2

I want to select a subset of rows based upon a condition after grouping by a specific column in R data table . Take Mtcars data for an example .

dt_mtcars <- as.data.table(mtcars)


dt_mtcars[,.N,by=.(hp)]

    hp  N
 1: 110 3
 2:  93 1
 3: 175 3
 4: 105 1
 5: 245 2
 6:  62 1
 7:  95 1
 8: 123 2
 9: 180 3
10: 205 1
11: 215 1
12: 230 1
13:  66 2
14:  52 1
15:  65 1
16:  97 1
17: 150 2
18:  91 1
19: 113 1
20: 264 1
21: 335 1
22: 109 1
     hp N

Now what I am trying to achieve is like selecting a sub set of data based on the count for e.g in here I want to have all the data in dt_mtcars where N >1 if I try something like this (which is conceptually what I am trying to achieve) it shows all the rows rather than getting the rows where N is greater than 1 .

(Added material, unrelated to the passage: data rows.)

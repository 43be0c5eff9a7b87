//! Configuration building and serialization

use super::endpoint::EndpointRegistry;
use super::function::FunctionOps;
use crate::descriptor::{
    ConfigurationDescriptor, EndpointDescriptor, InterfaceAssociationDescriptor,
    InterfaceDescriptor,
};
use crate::error::{Error, Result};
use crate::transfer::TransferType;
use crate::{Speed, INTERFACE_NUM_MAX};
use alloc::{string::String, sync::Arc, vec::Vec};
use usb_device::endpoint::EndpointAddress;

/// Identifies a configuration by its `bConfigurationValue`
#[derive(Debug, Clone, Copy, PartialEq, Eq)]
pub struct ConfigId(pub(crate) u8);

impl ConfigId {
    pub fn value(self) -> u8 {
        self.0
    }
}

/// One alternate setting of one interface
#[derive(Debug, Default, Clone)]
pub struct InterfaceInfo {
    pub number: u8,
    pub alt: u8,
    pub class: u8,
    pub subclass: u8,
    pub protocol: u8,
    /// Interface string
    pub name: Option<String>,
    /// Class-specific descriptors that follow the interface descriptor
    pub class_descriptors: Vec<u8>,
}

/// An interface association
#[derive(Debug, Default, Clone)]
pub struct AssociationInfo {
    pub first_interface: u8,
    pub class: u8,
    pub subclass: u8,
    pub protocol: u8,
    pub name: Option<String>,
}

/// A pipe to add to an alternate setting
#[derive(Debug, Clone)]
pub struct PipeInfo {
    /// Endpoint address. With endpoint number zero, the direction bit picks
    /// the direction and the stack picks the endpoint.
    pub address: u8,
    pub kind: TransferType,
    pub max_packet_size: u16,
    pub interval: u8,
    /// Class-specific descriptors that follow the endpoint descriptor
    pub class_descriptors: Vec<u8>,
}

impl PipeInfo {
    pub fn new(address: u8, kind: TransferType, max_packet_size: u16, interval: u8) -> Self {
        Self {
            address,
            kind,
            max_packet_size,
            interval,
            class_descriptors: Vec::new(),
        }
    }
    pub fn bulk_in(max_packet_size: u16) -> Self {
        Self::new(0x80, TransferType::Bulk, max_packet_size, 0)
    }
    pub fn bulk_out(max_packet_size: u16) -> Self {
        Self::new(0x00, TransferType::Bulk, max_packet_size, 0)
    }
    pub fn interrupt_in(max_packet_size: u16, interval: u8) -> Self {
        Self::new(0x80, TransferType::Interrupt, max_packet_size, interval)
    }
    pub fn interrupt_out(max_packet_size: u16, interval: u8) -> Self {
        Self::new(0x00, TransferType::Interrupt, max_packet_size, interval)
    }
}

pub(crate) struct AltEndpoint {
    pub desc: EndpointDescriptor,
    pub class_descriptors: Vec<u8>,
}

pub(crate) struct AltSetting {
    pub desc: InterfaceDescriptor,
    pub class_descriptors: Vec<u8>,
    pub endpoints: Vec<AltEndpoint>,
    pub ops: Arc<dyn FunctionOps>,
}

/// All alternate settings of one interface number
pub(crate) struct FunctionHeader {
    pub number: u8,
    pub association: Option<InterfaceAssociationDescriptor>,
    pub alts: Vec<AltSetting>,
}

impl FunctionHeader {
    pub fn alt(&self, alt: u8) -> Option<&AltSetting> {
        self.alts.iter().find(|setting| setting.desc.alternate_setting == alt)
    }
}

/// An endpoint claimed by an interface number
///
/// Alternate settings of the same interface share the claim.
struct Claim {
    address: EndpointAddress,
    interface: u8,
    refs: usize,
}

pub(crate) struct Config {
    pub value: u8,
    pub name: u8,
    pub attributes: u8,
    pub max_power: u8,
    pub functions: Vec<FunctionHeader>,
    claims: Vec<Claim>,
    total_len: usize,
}

impl Config {
    pub fn new(value: u8, name: u8) -> Self {
        Self {
            value,
            name,
            attributes: 0,
            max_power: 50,
            functions: Vec::new(),
            claims: Vec::new(),
            total_len: ConfigurationDescriptor::LEN,
        }
    }

    /// Returns the size of the serialized configuration
    pub fn total_len(&self) -> usize {
        self.total_len
    }

    pub fn function(&self, number: u8) -> Option<&FunctionHeader> {
        self.functions.iter().find(|func| func.number == number)
    }

    fn function_mut(&mut self, number: u8) -> Option<&mut FunctionHeader> {
        self.functions.iter_mut().find(|func| func.number == number)
    }

    /// Returns the interface that claimed `address`
    pub fn owner_of(&self, address: EndpointAddress) -> Option<u8> {
        self.claims
            .iter()
            .find(|claim| claim.address == address)
            .map(|claim| claim.interface)
    }

    fn grow(&mut self, len: usize, limit: usize) -> Result<()> {
        let total = self.total_len + len;
        if total > limit {
            warn!("configuration {} would grow to {} bytes", self.value, total);
            return Err(Error::Size);
        }
        self.total_len = total;
        Ok(())
    }

    /// Add one alternate setting
    pub fn add_function(
        &mut self,
        desc: InterfaceDescriptor,
        class_descriptors: Vec<u8>,
        ops: Arc<dyn FunctionOps>,
        limit: usize,
    ) -> Result<()> {
        if usize::from(desc.interface_number) >= INTERFACE_NUM_MAX {
            return Err(Error::Inval);
        }
        if let Some(func) = self.function(desc.interface_number) {
            if func.alt(desc.alternate_setting).is_some() {
                return Err(Error::Exist);
            }
        }
        self.grow(InterfaceDescriptor::LEN + class_descriptors.len(), limit)?;
        let setting = AltSetting {
            desc,
            class_descriptors,
            endpoints: Vec::new(),
            ops,
        };
        match self.function_mut(desc.interface_number) {
            Some(func) => func.alts.push(setting),
            None => self.functions.push(FunctionHeader {
                number: desc.interface_number,
                association: None,
                alts: alloc::vec![setting],
            }),
        }
        Ok(())
    }

    /// Add a group of interfaces behind an interface association
    ///
    /// The group is all or nothing. If any interface can't be added, the ones
    /// already added are removed again.
    pub fn add_association(
        &mut self,
        mut iad: InterfaceAssociationDescriptor,
        functions: Vec<(InterfaceDescriptor, Vec<u8>, Arc<dyn FunctionOps>)>,
        limit: usize,
    ) -> Result<()> {
        let first = usize::from(iad.first_interface);
        let count = functions.len();
        if count == 0 || first + count > INTERFACE_NUM_MAX {
            return Err(Error::Inval);
        }
        iad.interface_count = count as u8;
        if (first..first + count).any(|number| self.function(number as u8).is_some()) {
            return Err(Error::Exist);
        }

        let headers = self.functions.len();
        let total_len = self.total_len;
        let result = self.grow(InterfaceAssociationDescriptor::LEN, limit).and_then(|_| {
            functions
                .into_iter()
                .enumerate()
                .try_for_each(|(offset, (mut desc, class_descriptors, ops))| {
                    desc.interface_number = (first + offset) as u8;
                    self.add_function(desc, class_descriptors, ops, limit)
                })
        });
        if let Err(err) = result {
            warn!("rolling back association at interface {}", iad.first_interface);
            self.functions.truncate(headers);
            self.total_len = total_len;
            return Err(err);
        }
        if let Some(func) = self.function_mut(iad.first_interface) {
            func.association = Some(iad);
        }
        Ok(())
    }

    /// Claim an endpoint for `interface`, `alt`
    pub fn add_pipe(
        &mut self,
        registry: &mut EndpointRegistry,
        interface: u8,
        alt: u8,
        pipe: PipeInfo,
        limit: usize,
    ) -> Result<EndpointAddress> {
        let existing = self
            .function(interface)
            .and_then(|func| func.alt(alt))
            .ok_or(Error::NoDev)?
            .endpoints
            .iter()
            .map(|ep| ep.desc.address)
            .collect::<Vec<_>>();

        let request = EndpointAddress::from(pipe.address);
        if request.index() != 0 {
            if let Some(owner) = self.owner_of(request) {
                if owner != interface || existing.contains(&pipe.address) {
                    return Err(Error::Exist);
                }
            }
        }
        if self.total_len + EndpointDescriptor::LEN + pipe.class_descriptors.len() > limit {
            return Err(Error::Size);
        }

        let claims = &self.claims;
        let address = registry.alloc(request, pipe.kind, pipe.max_packet_size, |address| {
            claims.iter().any(|claim| claim.address == address)
        })?;
        self.grow(EndpointDescriptor::LEN + pipe.class_descriptors.len(), limit)?;

        match self.claims.iter_mut().find(|claim| claim.address == address) {
            Some(claim) => claim.refs += 1,
            None => self.claims.push(Claim {
                address,
                interface,
                refs: 1,
            }),
        }
        let setting = self
            .function_mut(interface)
            .and_then(|func| func.alts.iter_mut().find(|s| s.desc.alternate_setting == alt))
            .ok_or(Error::NoDev)?;
        setting.desc.num_endpoints += 1;
        setting.endpoints.push(AltEndpoint {
            desc: EndpointDescriptor {
                address: address.into(),
                attributes: pipe.kind as u8,
                max_packet_size: pipe.max_packet_size,
                interval: pipe.interval,
            },
            class_descriptors: pipe.class_descriptors,
        });
        Ok(address)
    }

    /// Returns the number of alternate settings sharing the endpoint
    #[cfg(test)]
    fn claim_refs(&self, address: EndpointAddress) -> usize {
        self.claims
            .iter()
            .find(|claim| claim.address == address)
            .map_or(0, |claim| claim.refs)
    }

    /// Write the configuration as the host sees it at `speed`
    ///
    /// `kind` is either the configuration or the other-speed configuration
    /// descriptor type. Below high speed, packet sizes are clamped to full
    /// speed limits.
    pub fn serialize(&self, buf: &mut [u8], kind: u8, speed: Speed) -> Result<usize> {
        if buf.len() < self.total_len {
            return Err(Error::Size);
        }
        let mut writer = Writer { buf, pos: 0 };
        let header = ConfigurationDescriptor {
            total_length: self.total_len as u16,
            num_interfaces: self.functions.len() as u8,
            configuration_value: self.value,
            configuration: self.name,
            attributes: self.attributes,
            max_power: self.max_power,
        };
        writer.put(&header.to_bytes(kind));
        for func in &self.functions {
            if let Some(iad) = &func.association {
                writer.put(&iad.to_bytes());
            }
            for setting in &func.alts {
                writer.put(&setting.desc.to_bytes());
                writer.put(&setting.class_descriptors);
                for ep in &setting.endpoints {
                    writer.put(&clamp(ep.desc, speed).to_bytes());
                    writer.put(&ep.class_descriptors);
                }
            }
        }
        Ok(writer.pos)
    }
}

/// Limit an endpoint to what `speed` allows
pub(crate) fn clamp(mut desc: EndpointDescriptor, speed: Speed) -> EndpointDescriptor {
    if speed == Speed::High {
        return desc;
    }
    let limit = match desc.transfer_type() {
        TransferType::Control | TransferType::Bulk | TransferType::Interrupt => 64,
        TransferType::Isochronous => 1023,
    };
    desc.max_packet_size = desc.packet_size().min(limit);
    desc
}

struct Writer<'a> {
    buf: &'a mut [u8],
    pos: usize,
}

impl Writer<'_> {
    fn put(&mut self, bytes: &[u8]) {
        self.buf[self.pos..self.pos + bytes.len()].copy_from_slice(bytes);
        self.pos += bytes.len();
    }
}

dt_mtcars[.N>1,.SD,by=.(hp)]

Please assist .

Bg1850
  • 3,032
  • 2
  • 16
  • 30

2 Answers2

3

We can do this using if

dt_mtcars[, if(.N>1) .SD ,hp]
akrun
  • 874,273
  • 37
  • 540
  • 662
2

You can do it in two steps:

dt_mtcars[,Count:=.N, by=.(hp)][Count>1, .SD, .SDcols = rev(rev(1:length(names(dt_mtcars)))[-1])]

EDIT: realized mtcars does not have just those two rows, updated SDcols

EDIT: Fixed to remove count

Shape
  • 2,892
  • 19
  • 31